Thank you for your feedback.
Form temporarily unavailable. Please try again or contact docfeedback@servicenow.com to submit your comments.

Understanding Operational Intelligence

Log in to subscribe to topics and get notified when content changes.

Understanding Operational Intelligence

Use Operational Intelligence to identify and prevent potential service outages. Operational Intelligence, based on historical metric data, indicates anomalous behavior of CIs which events might not capture. Anomaly alerts can be promoted to regular IT alerts and appear on the Alert Console and service health dashboard for preventive actions.
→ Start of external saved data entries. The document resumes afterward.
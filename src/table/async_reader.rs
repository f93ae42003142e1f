//! Async table reader backed by tokio's file system API.

use std::path::PathBuf;

use async_trait::async_trait;

use super::Table;
use super::reader::{check_path, with_shared_format};
use crate::config::TableReadOptions;
use crate::engine_async::AsyncReader;
use crate::error::ReadError;
use crate::format::{FormatKind, decode_table};

/// Async counterpart of [`TableReader`](super::TableReader) for file paths.
#[derive(Debug, Clone, Copy, Default)]
pub struct AsyncTableReader;

#[async_trait]
impl AsyncReader<PathBuf, TableReadOptions> for AsyncTableReader {
    type Output = Table;
    type Error = ReadError;

    async fn read(&self, source: &PathBuf, options: &TableReadOptions) -> Result<Table, ReadError> {
        check_path(source)?;
        let target = source.to_string_lossy().into_owned();

        let kind = options
            .format
            .or_else(|| FormatKind::from_path(source))
            .ok_or_else(|| ReadError::UnknownFormat(target.clone()))?;

        let bytes = tokio::fs::read(source).await.map_err(|e| ReadError::Open {
            target: target.clone(),
            source: e,
        })?;

        let mut slice = bytes.as_slice();
        decode_table(kind, &mut slice, options).map_err(|e| ReadError::Parse { target, source: e })
    }

    fn prepare(
        &self,
        sources: &[PathBuf],
        options: TableReadOptions,
    ) -> Result<TableReadOptions, ReadError> {
        let first = sources.first().and_then(|p| FormatKind::from_path(p));
        Ok(with_shared_format(options, first))
    }
}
Starting with the New York release, Operational Intelligence is part of ITOM Health in the IT Operations Management product.

Anomaly detection

Metric data is collected by various data sources such as SCOM, SolarWinds monitoring system, or Nagios XI server (some partially configured for metric collection by default). These monitoring systems collect metric data from the source environment regularly. Operational Intelligence captures the raw data from these monitoring systems, and uses event rules and the CMDB identification engine to map data to existing CIs and their resources. The data is then analyzed to detect anomalies and to provide other statistical scores.

Operational Intelligence uses historical metric data to build statistical models. These models facilitate projection of expected metric values along with upper and lower bounds. Operational Intelligence then uses these projections to detect statistical outliers and to calculate anomaly scores. Anomalies are scored on a range of 0-10. High anomaly scores for CI metrics can indicate that a CI is at risk of causing a service outage.

After processing, the Insights Explorer shows metric statistics and charts, and the Anomaly Map shows correlated scores for CIs with the highest anomaly scores, across a timeline.

Operational Intelligence is available when you activate the Operational Intelligence (com.snc.sa.metric) plugin.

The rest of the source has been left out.